MATERIAL SHOWN:
☆ ☆ ☆ ☆

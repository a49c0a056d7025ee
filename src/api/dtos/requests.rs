use crate::domain::models::service::ServiceConfig;
use serde::Deserialize;

#[derive(Deserialize)]
pub struct CreateServiceRequest {
    pub name: String,
    pub description: Option<String>,
    pub config: ServiceConfig,
}

#[derive(Deserialize)]
pub struct UpdateServiceRequest {
    pub name: Option<String>,
    pub description: Option<String>,
    pub config: Option<ServiceConfig>,
}

#[derive(Deserialize)]
pub struct CreateBookingRequest {
    pub date: String,
    pub time: String,
    pub name: String,
    pub email: String,
    pub phone: Option<String>,
    pub notes: Option<String>,
    pub participants: Option<i32>,
}

#[derive(Deserialize)]
pub struct RescheduleBookingRequest {
    pub token: String,
    pub date: String,
    pub time: String,
}

#[derive(Deserialize)]
pub struct CancelBookingRequest {
    pub token: String,
}
pub mod postgres_booking_repo;
pub mod postgres_service_repo;
pub mod sqlite_booking_repo;
pub mod sqlite_service_repo;
use chrono::{Datelike, NaiveDate, NaiveTime, Timelike};

use crate::domain::models::service::{CustomSlot, ServiceConfig, SlotPlan, TimeWindow};
use crate::domain::models::slot::{Slot, SlotKind};
use crate::error::AppError;

/// Generate the candidate slots for a service on a date. Pure: no store
/// access, no capacity accounting. All arithmetic is seconds-of-day, so no
/// calendar rollover can occur.
pub fn generate_slots(config: &ServiceConfig, date: NaiveDate) -> Result<Vec<Slot>, AppError> {
    match &config.plan {
        SlotPlan::FixedDuration {
            slot_duration_min,
            buffer_min,
            daily_windows,
            lunch_break,
            price,
        } => {
            if *slot_duration_min == 0 {
                return Err(AppError::Config("slot duration must be positive".into()));
            }

            let day = match daily_windows.day(date.weekday()) {
                Some(day) if !day.closed => day,
                _ => return Ok(Vec::new()),
            };

            let mut slots = Vec::new();
            for window in &day.windows {
                step_window(
                    window,
                    *slot_duration_min,
                    *buffer_min,
                    lunch_break.as_ref(),
                    config.max_participants,
                    price.clone(),
                    &mut slots,
                );
            }

            slots.sort_by_key(|s| (s.start, s.end));
            Ok(slots)
        }
        SlotPlan::Custom { slots } => {
            let weekday = date.weekday().number_from_monday() as u8;

            let mut out: Vec<Slot> = slots
                .iter()
                .filter(|s| s.weekdays.is_empty() || s.weekdays.contains(&weekday))
                .map(custom_slot)
                .collect();

            out.sort_by_key(|s| (s.start, s.end));
            Ok(out)
        }
    }
}

fn custom_slot(config: &CustomSlot) -> Slot {
    Slot {
        start: config.start,
        end: config.end,
        kind: SlotKind::Custom,
        capacity: config.capacity,
        price: config.price.clone(),
    }
}

fn step_window(
    window: &TimeWindow,
    duration_min: u32,
    buffer_min: u32,
    lunch_break: Option<&TimeWindow>,
    capacity: u32,
    price: Option<String>,
    out: &mut Vec<Slot>,
) {
    let duration = duration_min * 60;
    let buffer = buffer_min * 60;

    let mut cursor = seconds_of_day(window.start);
    let end = seconds_of_day(window.end);
    let lunch = lunch_break.map(|b| (seconds_of_day(b.start), seconds_of_day(b.end)));

    // Inverted or zero-length windows produce nothing.
    while cursor < end {
        let slot_end = cursor + duration;

        // A slot intersecting the break is dropped and the cursor resumes
        // at the break's end.
        if let Some((break_start, break_end)) = lunch {
            if break_start < break_end && cursor < break_end && slot_end > break_start {
                cursor = break_end;
                continue;
            }
        }

        if slot_end <= end {
            if let (Some(start_t), Some(end_t)) = (time_of_day(cursor), time_of_day(slot_end)) {
                out.push(Slot {
                    start: start_t,
                    end: end_t,
                    kind: SlotKind::Time,
                    capacity,
                    price: price.clone(),
                });
            }
        }

        cursor = slot_end + buffer;
    }
}

fn seconds_of_day(t: NaiveTime) -> u32 {
    t.num_seconds_from_midnight()
}

fn time_of_day(seconds: u32) -> Option<NaiveTime> {
    NaiveTime::from_num_seconds_from_midnight_opt(seconds, 0)
}

#[cfg(test)]
mod tests {
    use super::*;
    use crate::domain::models::service::{BookingWindow, DaySchedule, WeekSchedule};
    use std::collections::BTreeSet;

    fn t(h: u32, m: u32) -> NaiveTime {
        NaiveTime::from_hms_opt(h, m, 0).unwrap()
    }

    fn every_day(windows: Vec<TimeWindow>) -> WeekSchedule {
        let day = Some(DaySchedule { closed: false, windows });
        WeekSchedule {
            monday: day.clone(),
            tuesday: day.clone(),
            wednesday: day.clone(),
            thursday: day.clone(),
            friday: day.clone(),
            saturday: day.clone(),
            sunday: day,
        }
    }

    fn fixed_config(windows: Vec<TimeWindow>, duration: u32, buffer: u32, lunch: Option<TimeWindow>) -> ServiceConfig {
        ServiceConfig {
            max_participants: 1,
            plan: SlotPlan::FixedDuration {
                slot_duration_min: duration,
                buffer_min: buffer,
                daily_windows: every_day(windows),
                lunch_break: lunch,
                price: None,
            },
            booking_window: BookingWindow::default(),
            excluded_dates: BTreeSet::new(),
            cutoff_hours: 0,
        }
    }

    fn monday() -> NaiveDate {
        NaiveDate::from_ymd_opt(2030, 6, 3).unwrap()
    }

    #[test]
    fn full_day_window_yields_contiguous_slots() {
        let config = fixed_config(
            vec![TimeWindow { start: t(9, 0), end: t(17, 0) }],
            30,
            0,
            None,
        );
        let slots = generate_slots(&config, monday()).unwrap();

        assert_eq!(slots.len(), 16);
        assert_eq!(slots[0].start, t(9, 0));
        assert_eq!(slots[0].end, t(9, 30));
        assert_eq!(slots[15].start, t(16, 30));
        assert_eq!(slots[15].end, t(17, 0));
        for pair in slots.windows(2) {
            assert!(pair[0].end <= pair[1].start, "slots must not overlap");
        }
    }

    #[test]
    fn lunch_break_removes_overlapping_slots_and_resumes_after() {
        let config = fixed_config(
            vec![TimeWindow { start: t(9, 0), end: t(17, 0) }],
            30,
            0,
            Some(TimeWindow { start: t(12, 0), end: t(13, 0) }),
        );
        let slots = generate_slots(&config, monday()).unwrap();

        assert_eq!(slots.len(), 14);
        assert!(slots.iter().all(|s| s.end <= t(12, 0) || s.start >= t(13, 0)));
        assert!(slots.iter().any(|s| s.start == t(11, 30)));
        assert!(slots.iter().any(|s| s.start == t(13, 0)));
        assert!(!slots.iter().any(|s| s.start == t(12, 0) || s.start == t(12, 30)));
    }

    #[test]
    fn buffer_spaces_out_slots() {
        let config = fixed_config(
            vec![TimeWindow { start: t(9, 0), end: t(11, 0) }],
            30,
            15,
            None,
        );
        let slots = generate_slots(&config, monday()).unwrap();

        let starts: Vec<NaiveTime> = slots.iter().map(|s| s.start).collect();
        assert_eq!(starts, vec![t(9, 0), t(9, 45), t(10, 30)]);
    }

    #[test]
    fn trailing_partial_slot_is_not_emitted() {
        let config = fixed_config(
            vec![TimeWindow { start: t(9, 0), end: t(10, 15) }],
            30,
            0,
            None,
        );
        let slots = generate_slots(&config, monday()).unwrap();
        assert_eq!(slots.len(), 2);
        assert_eq!(slots.last().unwrap().end, t(10, 0));
    }

    #[test]
    fn inverted_window_yields_nothing() {
        let config = fixed_config(
            vec![TimeWindow { start: t(17, 0), end: t(9, 0) }],
            30,
            0,
            None,
        );
        assert!(generate_slots(&config, monday()).unwrap().is_empty());
    }

    #[test]
    fn closed_or_missing_weekday_yields_nothing() {
        let mut config = fixed_config(
            vec![TimeWindow { start: t(9, 0), end: t(17, 0) }],
            30,
            0,
            None,
        );
        if let SlotPlan::FixedDuration { daily_windows, .. } = &mut config.plan {
            daily_windows.monday = None;
            daily_windows.tuesday.as_mut().unwrap().closed = true;
        }

        assert!(generate_slots(&config, monday()).unwrap().is_empty());
        let tuesday = monday().succ_opt().unwrap();
        assert!(generate_slots(&config, tuesday).unwrap().is_empty());
    }

    #[test]
    fn zero_duration_is_a_config_error() {
        let config = fixed_config(
            vec![TimeWindow { start: t(9, 0), end: t(17, 0) }],
            0,
            0,
            None,
        );
        assert!(matches!(
            generate_slots(&config, monday()),
            Err(AppError::Config(_))
        ));
    }

    #[test]
    fn multiple_windows_merge_sorted() {
        let config = fixed_config(
            vec![
                TimeWindow { start: t(14, 0), end: t(16, 0) },
                TimeWindow { start: t(9, 0), end: t(11, 0) },
            ],
            60,
            0,
            None,
        );
        let slots = generate_slots(&config, monday()).unwrap();
        let starts: Vec<NaiveTime> = slots.iter().map(|s| s.start).collect();
        assert_eq!(starts, vec![t(9, 0), t(10, 0), t(14, 0), t(15, 0)]);
    }

    #[test]
    fn custom_slots_filter_by_weekday() {
        let config = ServiceConfig {
            max_participants: 1,
            plan: SlotPlan::Custom {
                slots: vec![
                    CustomSlot {
                        start: t(10, 0),
                        end: t(12, 0),
                        weekdays: BTreeSet::from([1]),
                        capacity: 4,
                        price: Some("25.00".into()),
                    },
                    CustomSlot {
                        start: t(14, 0),
                        end: t(15, 0),
                        weekdays: BTreeSet::from([6, 7]),
                        capacity: 2,
                        price: None,
                    },
                    CustomSlot {
                        start: t(8, 0),
                        end: t(9, 0),
                        weekdays: BTreeSet::new(),
                        capacity: 1,
                        price: None,
                    },
                ],
            },
            booking_window: BookingWindow::default(),
            excluded_dates: BTreeSet::new(),
            cutoff_hours: 0,
        };

        let slots = generate_slots(&config, monday()).unwrap();
        assert_eq!(slots.len(), 2);
        assert_eq!(slots[0].start, t(8, 0));
        assert_eq!(slots[1].start, t(10, 0));
        assert_eq!(slots[1].capacity, 4);
        assert_eq!(slots[1].price.as_deref(), Some("25.00"));

        let saturday = NaiveDate::from_ymd_opt(2030, 6, 8).unwrap();
        let slots = generate_slots(&config, saturday).unwrap();
        assert_eq!(slots.len(), 2);
        assert!(slots.iter().any(|s| s.start == t(14, 0)));
    }
}
use chrono::{DateTime, NaiveDate, NaiveTime, Utc};
use rand::{distributions::Alphanumeric, Rng};
use serde::{Deserialize, Serialize};
use sqlx::FromRow;
use uuid::Uuid;

pub mod status {
    pub const CONFIRMED: &str = "confirmed";
    pub const CHANGED: &str = "changed";
    pub const CANCELLED: &str = "cancelled";
}

#[derive(Debug, Serialize, Deserialize, FromRow, Clone)]
pub struct Booking {
    pub id: String,
    pub service_id: String,
    pub appointment_date: NaiveDate,
    pub start_time: NaiveTime,
    pub end_time: NaiveTime,
    pub participants: i32,
    pub customer_name: String,
    pub customer_email: String,
    pub customer_phone: Option<String>,
    pub notes: Option<String>,
    pub status: String,
    pub token: String,
    pub modification_count: i32,
    pub last_modification: Option<DateTime<Utc>>,
    pub created_at: DateTime<Utc>,
    pub updated_at: DateTime<Utc>,
}

pub struct NewBookingParams {
    pub service_id: String,
    pub date: NaiveDate,
    pub start: NaiveTime,
    pub end: NaiveTime,
    pub participants: i32,
    pub name: String,
    pub email: String,
    pub phone: Option<String>,
    pub notes: Option<String>,
}

impl Booking {
    pub fn new(params: NewBookingParams) -> Self {
        let token: String = rand::thread_rng()
            .sample_iter(&Alphanumeric)
            .take(48)
            .map(char::from)
            .collect();

        let now = Utc::now();

        Self {
            id: Uuid::new_v4().to_string(),
            service_id: params.service_id,
            appointment_date: params.date,
            start_time: params.start,
            end_time: params.end,
            participants: params.participants,
            customer_name: params.name,
            customer_email: params.email,
            customer_phone: params.phone,
            notes: params.notes,
            status: status::CONFIRMED.to_string(),
            token,
            modification_count: 0,
            last_modification: None,
            created_at: now,
            updated_at: now,
        }
    }

    pub fn is_active(&self) -> bool {
        self.status == status::CONFIRMED || self.status == status::CHANGED
    }
}

/// A booked time range as seen by the availability resolver. Only active
/// bookings (confirmed or changed) are ever materialized into this shape.
#[derive(Debug, Serialize, Deserialize, FromRow, Clone, PartialEq)]
pub struct BookedInterval {
    pub start_time: NaiveTime,
    pub end_time: NaiveTime,
    pub participants: i32,
}

impl BookedInterval {
    pub fn overlaps(&self, start: NaiveTime, end: NaiveTime) -> bool {
        self.start_time < end && self.end_time > start
    }

    pub fn matches_exactly(&self, start: NaiveTime, end: NaiveTime) -> bool {
        self.start_time == start && self.end_time == end
    }
}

☆ ☆ ☆ ☆

YOUR TASK:
Using the entries above, work out how many lines contain the string "BTreeSet". Respond with that number alone.

ANSWER TO THIS EXERCISE:
6